Wednesday, July 29, 2009

no worries...im just an insomniac.

its cold in the desert at night. my brain doesnt seem to shut off anymore. sleep isnt natural anymore. i have to force it with pills. but its too late for that right now. i will have to fall into a big pile of exhaustion sometime after dawn. thought after thought. school,family,religion,love,friendships. things that should be put away and thought about after a good nights rest. i will fall asleep and wake up to my continuing thought process. 

life is about making it what you want it to be. all the power in the world is held within each individual. we take the power we have and put it towards the happiness we think will bring us joy. i want to fix everyone i meet. i want to make sure their life is full of happiness before i move on to the next. money should not be a factor in this but it is. i want to be able to help those in need. i cant. i want to fix the world. i cant. i want to sleep. i cant. 

perhaps this life isnt about getting what i want. it is about learning how to help others in their time of need. i look at people around me....most of them older than me...most of them telling me how young and naive i am....most of them in need of  a smile and a chat chit. i will be the young and naive one to help them out. i will be the one to fix them and then move on to the next. 

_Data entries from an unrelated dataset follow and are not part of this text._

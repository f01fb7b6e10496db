//! Pipeline error types.

use std::path::PathBuf;

use miette::Diagnostic;
use thiserror::Error;

use crate::pipeline::Stage;

/// Errors that can end a pipeline run.
///
/// Every variant is fatal to the run. The orchestrator is the only place that
/// turns one of these into an abort; stages attach context and propagate.
#[derive(Error, Diagnostic, Debug)]
pub enum SyncError {
    // =========================================================================
    // Configuration Errors
    // =========================================================================
    #[error("Invalid configuration: {message}")]
    #[diagnostic(
        code(supergraph::config::invalid),
        help("Check supergraph-sync.json and the SUPERGRAPH_* / GATEWAY_* environment overrides")
    )]
    Config { message: String },

    #[error("Failed to access '{}': {message}", .path.display())]
    #[diagnostic(code(supergraph::io::access_failed))]
    Io { path: PathBuf, message: String },

    #[error("Failed to prepare workspace: {message}")]
    #[diagnostic(code(supergraph::workspace::unavailable))]
    Workspace { message: String },

    // =========================================================================
    // Pre-flight Errors
    // =========================================================================
    #[error("Missing required tools: {}", .tools.join(", "))]
    #[diagnostic(code(supergraph::preflight::missing_dependency))]
    MissingDependency {
        tools: Vec<String>,
        #[help]
        guidance: String,
    },

    #[error("Unknown service '{name}'")]
    #[diagnostic(code(supergraph::preflight::unknown_service))]
    UnknownService {
        name: String,
        #[help]
        known: String,
    },

    // =========================================================================
    // Stage Errors
    // =========================================================================
    #[error("Introspection failed for {} service(s): {}", .services.len(), .services.join(", "))]
    #[diagnostic(
        code(supergraph::introspect::failed),
        help("Each listed subgraph exhausted its retries. Check that it is deployed and its routing URL answers.")
    )]
    IntrospectionFailed { services: Vec<String> },

    #[error("Supergraph composition failed:\n{diagnostic}")]
    #[diagnostic(
        code(supergraph::compose::failed),
        help("The composition tool rejected the subgraph schemas. Fix the conflicting subgraph and re-run.")
    )]
    CompositionFailed { diagnostic: String },

    #[error("Failed to publish versioned artifact '{path}': {message}")]
    #[diagnostic(
        code(supergraph::publish::versioned_failed),
        help("The latest pointer was not touched. The gateway keeps serving its current supergraph.")
    )]
    VersionedPublishFailed { path: String, message: String },

    #[error("Published '{versioned_path}' but failed to update '{latest_path}': {message}")]
    #[diagnostic(
        code(supergraph::publish::stale_latest),
        severity(Error),
        help("The latest pointer is STALE. Copy the versioned artifact over the latest path by hand before the gateway next restarts.")
    )]
    StaleLatest {
        versioned_path: String,
        latest_path: String,
        message: String,
    },

    #[error("Failed to deploy gateway '{service}': {message}")]
    #[diagnostic(
        code(supergraph::deploy::failed),
        help("The gateway keeps serving its previous revision.")
    )]
    DeployFailed { service: String, message: String },

    #[error("Gateway health check against '{endpoint}' failed: {message}")]
    #[diagnostic(code(supergraph::verify::unhealthy))]
    HealthCheckFailed {
        endpoint: String,
        message: String,
        #[help]
        guidance: String,
    },
}

impl SyncError {
    /// Creates an IO error.
    pub fn io(path: impl Into<PathBuf>, message: impl Into<String>) -> Self {
        Self::Io {
            path: path.into(),
            message: message.into(),
        }
    }

    /// Creates a configuration error.
    pub fn config(message: impl Into<String>) -> Self {
        Self::Config {
            message: message.into(),
        }
    }

    /// The pipeline stage this error belongs to, if any.
    pub fn stage(&self) -> Option<Stage> {
        match self {
            Self::MissingDependency { .. } => Some(Stage::ValidatingDeps),
            Self::UnknownService { .. } | Self::IntrospectionFailed { .. } => {
                Some(Stage::Introspecting)
            }
            Self::CompositionFailed { .. } => Some(Stage::Composing),
            Self::VersionedPublishFailed { .. } | Self::StaleLatest { .. } => {
                Some(Stage::Publishing)
            }
            Self::DeployFailed { .. } => Some(Stage::Deploying),
            Self::HealthCheckFailed { .. } => Some(Stage::Verifying),
            Self::Config { .. } | Self::Io { .. } | Self::Workspace { .. } => None,
        }
    }

    /// Process exit code for this failure category.
    pub fn exit_code(&self) -> u8 {
        match self {
            Self::Io { .. } | Self::Workspace { .. } => 1,
            Self::Config { .. } => 2,
            Self::MissingDependency { .. } => 3,
            Self::UnknownService { .. } => 4,
            Self::IntrospectionFailed { .. } => 10,
            Self::CompositionFailed { .. } => 11,
            Self::VersionedPublishFailed { .. } => 12,
            Self::StaleLatest { .. } => 13,
            Self::DeployFailed { .. } => 14,
            Self::HealthCheckFailed { .. } => 15,
        }
    }

    /// True when the gateway may now be serving something other than what the
    /// operator last saw succeed.
    pub fn needs_operator(&self) -> bool {
        matches!(self, Self::StaleLatest { .. } | Self::HealthCheckFailed { .. })
    }
}

#[cfg(test)]
mod tests {
    use super::*;

    #[test]
    fn stale_latest_is_distinct_from_versioned_failure() {
        let versioned = SyncError::VersionedPublishFailed {
            path: "gs://b/supergraph-1.graphql".into(),
            message: "denied".into(),
        };
        let stale = SyncError::StaleLatest {
            versioned_path: "gs://b/supergraph-1.graphql".into(),
            latest_path: "gs://b/supergraph-latest.graphql".into(),
            message: "denied".into(),
        };

        assert_ne!(versioned.exit_code(), stale.exit_code());
        assert!(stale.needs_operator());
        assert!(!versioned.needs_operator());
        assert_eq!(versioned.stage(), stale.stage());
    }

    #[test]
    fn introspection_message_names_every_service() {
        let err = SyncError::IntrospectionFailed {
            services: vec!["c".into(), "e".into()],
        };
        assert_eq!(
            err.to_string(),
            "Introspection failed for 2 service(s): c, e"
        );
    }

    #[test]
    fn composition_diagnostic_is_verbatim() {
        let diagnostic = "error[INVALID_FIELD_SHARING]: Non-shareable field \"User.id\"";
        let err = SyncError::CompositionFailed {
            diagnostic: diagnostic.into(),
        };
        assert!(err.to_string().ends_with(diagnostic));
    }

    #[test]
    fn exit_codes_are_non_zero() {
        let errors = [
            SyncError::config("x"),
            SyncError::io("/tmp", "x"),
            SyncError::DeployFailed {
                service: "gateway".into(),
                message: "x".into(),
            },
        ];
        assert!(errors.iter().all(|e| e.exit_code() != 0));
    }
}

perhaps the next hour will bring sleep.


Wednesday, July 15, 2009

the story

so life is turning out to be quite interesting lately. this is in no way a diss on you sieanne but when u were here i was comfortable just hanging with you. we didnt really get out much. but lately i have been getting out and actually meeting new people and hanging out with them. its quite exciting and somewhat of a new concept for me. haha im lame. so i got accepted to ldsbc. im pretty excited about that for sure. i feel like im trying to make something of my life again. it also means that my stay in SLC is gonna be longer than i ever expected. i thought a year was gonna b the max but itll b a bit longer now. so life is moving forward. im excited to see what happens for sure.

Friday, July 3, 2009

Sunday, June 28, 2009

RAWR. that means i love you in dinosaur!

and a round of applause for sieanne. she made it in utah for 6 months and 28 days. its amazing how many experiences one can have in that amount of time. 6 months and 28 days can mean nothing in one persons life and everything in anothers. i think life is about living. mistakes will be made, love will be lost, friends will be made and lessons will be learned. congrats on a memorable time here. take care of yourself and mush!

Saturday, May 23, 2009

while the city sleeps, we rule the streets

i am loving the city. it has taken about 6 months but i love it! i come into salt lake everyday now. i go to coffee break every morning with sieanne and we chill for about 30 minutes and just listen to the traffic drive by. then we go to work at atomic blonde! it is a way fun job to have! i dont get paid in a traditional way! i get free product like every week! hahaha so fun! i cant believe me and sin have been here for 6 months. it is just mind-blowing. haha we didnt even venture into the city for like the first 3 months we lived here! now i cant wait for our lease to be up so we can move closer into the city for another year of fun! i love the friends ive made here and the new lifestyle ive adjusted to. its definitely a much faster paced one then what ive been used to the past 20 years. i just love this city. it is definitely a hippie culture here. yesterday a friend asked me what was different from here and arkansas. i told him there are less cows. he said that there are cows here. i laughed a bit and told him i havnt seen any. i also love that there is always something going on here. the past 2 weekends there have been different festivals. there was an eco friendly "go green" festival then a folk one! so fun. this summer is going to be packed with free concerts! im so excited! alright well back to work....nah...back to fun! 

Saturday, April 25, 2009

oh please just let me please breakdown

My empty room
Crowded to soon
I look for the fire escape
I picture myself
Running like hell
Making my getaway

The walls are caving in with no warning
This ship is sinking, I gotta swim for it
I'm running out of air

Break me out tonight
I wanna see the sun rising anywhere but here
Come with me
Oh, this could be
The only chance we get
We gotta take it
We don't do it now we'll never make it
Lose this crowd
Oh break me out

Whisper of our feet
Sneak down the street
Some kind of secret race
They'll carry on
Won't notice we're gone
So easily replaced

The walls are caving in with no warning
This ship is sinking, I gotta swim for it
I'm running out of air

Break me out tonight
I wanna see the sun rising anywhere but here
Come with me
Oh, this could be
The only chance we get
We gotta take it
We don't do it now we'll never make it
Lose this crowd
Oh break me out

The walls are caving in with no warning
This ship is sinking, I gotta swim for it
I got a feeling we're better off anyway
I don't care what they say

Break me out tonight
I wanna see the sun rising anywhere but here
Come with me
Oh, this could be
The only chance we get
We gotta take it
We don't do it now we'll never make it
Lose this crowd
Oh break me out


yep....my feelings i life right now. so much happening for seamlessly no reason at all. happening all at once and yet time doesnt move. moments in life like this are needed but just not now would be nice.

Sunday, March 15, 2009

day 13 of 13-the final riot!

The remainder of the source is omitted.